**ABOUT THIS EXERCISE**
Your answer should consist solely of the lines from the first line of the data through the line with "pub const BUNDLE_DEBUG_ENV: &str", each reproduced exactly.

• • •

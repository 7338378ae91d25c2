//! Backend bundler: runs Rolldown on one entry file.
//!
//! Output is collected in memory. Code and source map are streamed into two
//! [`ByteSink`]s, the map gets `/` as its source root, and the
//! `sourceMappingURL` comment Rolldown leaves behind is stripped so the
//! writer can add one pointing at the public map URL.

use std::path::{Path, PathBuf};
use std::sync::LazyLock;

use async_trait::async_trait;
use path_clean::PathClean;
use regex::Regex;
use rolldown::{
    BundlerBuilder as RolldownBundlerBuilder, BundlerOptions, InputItem, IsExternal,
    OutputFormat, Platform, RawMinifyOptions, ResolveOptions, SourceMapType,
};
use rolldown_common::Output;

use crate::byte_sink::ByteSink;
use crate::plugins::{BundleFilesPlugin, PluginPhase, PluginRegistry, VirtualModulesPlugin};
use crate::setup::{BundleSetup, SetupParts, SharedBundleStep};
use crate::{BundleOptions, Error, Result};

/// When set, every file the bundler touches is logged.
pub const BUNDLE_DEBUG_ENV: &str = "BUNDLE_DEBUG";

/// Log a `FILE <id>` line for every touched file when [`BUNDLE_DEBUG_ENV`]
/// is set.
pub(crate) fn observe_bundle_debug(setup: &mut BundleSetup) {
    if std::env::var_os(BUNDLE_DEBUG_ENV).is_some() {
        setup.on_file(|id| tracing::info!("FILE {}", id));
    }
}

/// Code and external source map of one bundle pass.
#[derive(Debug, Clone, PartialEq, Eq)]
pub struct BundleResult {
    pub source: String,
    pub source_map: String,
}

/// Anything that can turn an entry file into a browser bundle.
#[async_trait]
pub trait BundleBackend: Send + Sync {
    /// Production mode; the default for `minify`.
    fn is_production(&self) -> bool;

    /// Bundle `file`, applying `steps` before the entry is added.
    async fn bundle(
        &self,
        file: &Path,
        options: &BundleOptions,
        steps: &[SharedBundleStep],
    ) -> Result<BundleResult>;
}

/// Production backend built on Rolldown.
#[derive(Clone, Default)]
pub struct RolldownBackend {
    production: bool,
    cwd: Option<PathBuf>,
    steps: Vec<SharedBundleStep>,
}

impl RolldownBackend {
    pub fn new(production: bool) -> Self {
        Self {
            production,
            ..Default::default()
        }
    }

    /// Working directory used for resolution and source paths.
    pub fn cwd(mut self, cwd: impl Into<PathBuf>) -> Self {
        self.cwd = Some(cwd.into());
        self
    }

    /// Step applied to every bundle this backend produces, before the
    /// per-call steps.
    pub fn step(mut self, step: SharedBundleStep) -> Self {
        self.steps.push(step);
        self
    }
}

impl std::fmt::Debug for RolldownBackend {
    fn fmt(&self, f: &mut std::fmt::Formatter<'_>) -> std::fmt::Result {
        f.debug_struct("RolldownBackend")
            .field("production", &self.production)
            .field("cwd", &self.cwd)
            .field("steps", &self.steps.len())
            .finish()
    }
}

#[async_trait]
impl BundleBackend for RolldownBackend {
    fn is_production(&self) -> bool {
        self.production
    }

    async fn bundle(
        &self,
        file: &Path,
        options: &BundleOptions,
        steps: &[SharedBundleStep],
    ) -> Result<BundleResult> {
        let entry = absolute_entry(file)?;

        // Map extraction depends on debug output
        let mut options = options.clone();
        options.debug = true;
        let minify = options.resolve_minify(self.production);

        let mut setup = BundleSetup::new(&entry);
        setup.apply(&self.steps)?;
        setup.apply(steps)?;
        observe_bundle_debug(&mut setup);

        let SetupParts {
            exposed,
            virtual_modules,
            plugins,
            file_observers,
        } = setup.into_parts();

        let mut registry = PluginRegistry::new();
        registry.add(VirtualModulesPlugin::new(virtual_modules));
        for plugin in plugins {
            registry.add_with_phase(plugin, PluginPhase::Transform);
        }
        registry.add(BundleFilesPlugin::new(file_observers));

        let mut rolldown_options = configure_rolldown_options(&options, minify, &exposed);
        rolldown_options.input = Some(vec![InputItem {
            name: None,
            import: entry.to_string_lossy().into_owned(),
        }]);
        rolldown_options.cwd = self.cwd.clone().or_else(|| entry.parent().map(Path::to_path_buf));

        tracing::debug!(entry = %entry.display(), minify, "bundling");

        let mut bundler = RolldownBundlerBuilder::default()
            .with_options(rolldown_options)
            .with_plugins(registry.into_rolldown_plugins())
            .build()
            .map_err(|e| Error::from_rolldown_batch(&e))?;

        let output = bundler
            .generate()
            .await
            .map_err(|e| Error::from_rolldown_batch(&e))?;

        let mut source_sink = ByteSink::new();
        let mut map_sink = ByteSink::new();
        for item in &output.assets {
            match item {
                Output::Chunk(chunk) => {
                    source_sink.write_chunk(&chunk.code);
                    if let Some(map) = &chunk.map {
                        map_sink.write_chunk(map.to_json_string());
                    }
                }
                Output::Asset(asset) if map_sink.is_empty() && asset.filename.ends_with(".map") => {
                    map_sink.write_chunk(asset.source.as_bytes());
                }
                Output::Asset(_) => {}
            }
        }

        let source = strip_source_mapping_url(&source_sink.finish());
        let source_map = with_source_root(&map_sink.finish(), "/")?;

        tracing::debug!(bytes = source.len(), "bundle finished");

        Ok(BundleResult { source, source_map })
    }
}

fn absolute_entry(file: &Path) -> Result<PathBuf> {
    let absolute = std::path::absolute(file).map_err(Error::io(file))?;
    Ok(absolute.clean())
}

/// Configure Rolldown options for a browser bundle.
fn configure_rolldown_options(
    options: &BundleOptions,
    minify: bool,
    exposed: &[(String, PathBuf)],
) -> BundlerOptions {
    let mut rolldown_options = BundlerOptions {
        format: Some(OutputFormat::Iife),
        platform: Some(Platform::Browser),
        sourcemap: Some(SourceMapType::File),
        ..Default::default()
    };

    // Rolldown always tree-shakes and hoists scopes; minify adds compression
    // and mangling on top.
    if minify {
        rolldown_options.minify = Some(RawMinifyOptions::from(true));
    }

    if !options.external.is_empty() {
        rolldown_options.external = Some(IsExternal::from(options.external.clone()));
    }

    if !options.define.is_empty() {
        rolldown_options.define = Some(
            options
                .define
                .iter()
                .map(|(k, v)| (k.clone(), v.clone()))
                .collect(),
        );
    }

    let alias = exposed
        .iter()
        .map(|(name, path)| {
            (
                name.clone(),
                vec![Some(path.to_string_lossy().into_owned())],
            )
        })
        .collect::<Vec<_>>();

    let mut extensions = vec![".js".to_string(), ".json".to_string(), ".mjs".to_string()];
    for ext in &options.extensions {
        if !extensions.contains(ext) {
            extensions.push(ext.clone());
        }
    }

    rolldown_options.resolve = Some(ResolveOptions {
        alias: (!alias.is_empty()).then_some(alias),
        main_fields: Some(vec![
            "browser".to_string(),
            "module".to_string(),
            "main".to_string(),
        ]),
        condition_names: Some(vec![
            "browser".to_string(),
            "require".to_string(),
            "default".to_string(),
        ]),
        extensions: Some(extensions),
        symlinks: Some(true),
        ..Default::default()
    });

    rolldown_options
}

static SOURCE_MAPPING_URL: LazyLock<Option<Regex>> =
    LazyLock::new(|| Regex::new(r"\n//# sourceMappingURL=.*").ok());

/// Remove the first trailing `//# sourceMappingURL=` line.
pub(crate) fn strip_source_mapping_url(source: &str) -> String {
    match SOURCE_MAPPING_URL.as_ref() {
        Some(re) => re.replacen(source, 1, "").into_owned(),
        None => source.to_string(),
    }
}

/// Set `sourceRoot` on a JSON source map. An empty map stays empty.
pub(crate) fn with_source_root(map: &str, root: &str) -> Result<String> {
    if map.trim().is_empty() {
        return Ok(String::new());
    }
    let mut value: serde_json::Value = serde_json::from_str(map)
        .map_err(|e| Error::InvalidConfig(format!("bundler produced an invalid source map: {e}")))?;
    if let Some(object) = value.as_object_mut() {
        object.insert(
            "sourceRoot".to_string(),
            serde_json::Value::String(root.to_string()),
        );
    }
    Ok(value.to_string())
}
//! End-to-end tests of the `derby-bundle` binary.

// assert_cmd::Command::cargo_bin is deprecated but still works
#![allow(deprecated)]

use std::fs;
use std::path::Path;

use assert_cmd::Command;
use predicates::prelude::*;
use tempfile::TempDir;

fn derby_bundle(cwd: &Path) -> Command {
    let mut cmd = Command::cargo_bin("derby-bundle").unwrap();
    cmd.current_dir(cwd)
        .env_remove("RUST_LOG")
        .env_remove("DERBY_ENV")
        .env_remove("NODE_ENV");
    cmd
}

fn project() -> TempDir {
    let temp = TempDir::new().unwrap();
    let root = temp.path();
    fs::write(root.join("app.js"), "var derby = require('derby');\nwindow.derby = derby;\n")
        .unwrap();
    let derby = root.join("node_modules/derby");
    fs::create_dir_all(&derby).unwrap();
    fs::write(
        derby.join("package.json"),
        r#"{"name":"derby","version":"0.0.0","main":"index.js"}"#,
    )
    .unwrap();
    fs::write(derby.join("index.js"), "module.exports = { ok: true };\n").unwrap();
    fs::create_dir(root.join("public")).unwrap();
    temp
}

#[test]
fn tag_prints_script_tag() {
    let temp = TempDir::new().unwrap();
    derby_bundle(temp.path())
        .args(["tag", "--url", "/derby/app-abc.js", "--crossorigin"])
        .assert()
        .success()
        .stdout(predicate::str::contains(
            r#"<script async data-derby-app src="/derby/app-abc.js" crossorigin></script>"#,
        ));
}

#[test]
fn empty_tag_url_is_rejected() {
    let temp = TempDir::new().unwrap();
    derby_bundle(temp.path())
        .args(["tag", "--url", ""])
        .assert()
        .failure()
        .stderr(predicate::str::contains("--url must not be empty"));
}

#[test]
fn write_without_entry_file_fails() {
    let temp = project();
    derby_bundle(temp.path())
        .args(["--no-color", "write", "--entry", "missing.js", "--name", "app"])
        .assert()
        .failure()
        .stderr(predicate::str::contains("File not found"));
}

#[test]
fn write_requires_an_app_name() {
    let temp = project();
    derby_bundle(temp.path())
        .args(["--no-color", "write", "--entry", "app.js"])
        .assert()
        .failure()
        .stderr(predicate::str::contains("Configuration error"));
}

#[test]
fn write_bundles_into_public_derby() {
    let temp = project();
    let assert = derby_bundle(temp.path())
        .args([
            "--no-color",
            "--quiet",
            "write",
            "--entry",
            "app.js",
            "--name",
            "app",
            "--base-url",
            "https://cdn.test",
        ])
        .assert()
        .success()
        .stdout(predicate::str::starts_with("https://cdn.test/derby/app-"));

    let stdout = String::from_utf8(assert.get_output().stdout.clone()).unwrap();
    let hash = stdout.lines().nth(1).unwrap();
    let out = temp.path().join("public/derby");
    assert!(out.join(format!("app-{hash}.js")).is_file());
    assert!(out.join(format!("app-{hash}.map.json")).is_file());
}

#[test]
fn config_file_supplies_defaults() {
    let temp = project();
    fs::write(
        temp.path().join("derby.toml"),
        r#"
[app]
name = "fromfile"
filename = "app.js"

[bundle]
disable_script_map = true
"#,
    )
    .unwrap();

    derby_bundle(temp.path())
        .args(["--no-color", "--quiet", "write"])
        .assert()
        .success()
        .stdout(predicate::str::starts_with("/derby/fromfile-"));

    let files: Vec<_> = fs::read_dir(temp.path().join("public/derby"))
        .unwrap()
        .map(|e| e.unwrap().file_name().to_string_lossy().into_owned())
        .collect();
    assert_eq!(files.len(), 1);
    assert!(files[0].ends_with(".js"));
}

• • •

**TASK RESULT**
repository 7338378ae91d25c2
//! Backend bundler: runs Rolldown on one entry file.
//!
//! Output is collected in memory. Code and source map are streamed into two
//! [`ByteSink`]s, the map gets `/` as its source root, and the
//! `sourceMappingURL` comment Rolldown leaves behind is stripped so the
//! writer can add one pointing at the public map URL.

use std::path::{Path, PathBuf};
use std::sync::LazyLock;

use async_trait::async_trait;
use path_clean::PathClean;
use regex::Regex;
use rolldown::{
    BundlerBuilder as RolldownBundlerBuilder, BundlerOptions, InputItem, IsExternal,
    OutputFormat, Platform, RawMinifyOptions, ResolveOptions, SourceMapType,
};
use rolldown_common::Output;

use crate::byte_sink::ByteSink;
use crate::plugins::{BundleFilesPlugin, PluginPhase, PluginRegistry, VirtualModulesPlugin};
use crate::setup::{BundleSetup, SetupParts, SharedBundleStep};
use crate::{BundleOptions, Error, Result};

/// When set, every file the bundler touches is logged.
pub const BUNDLE_DEBUG_ENV: &str = "BUNDLE_DEBUG";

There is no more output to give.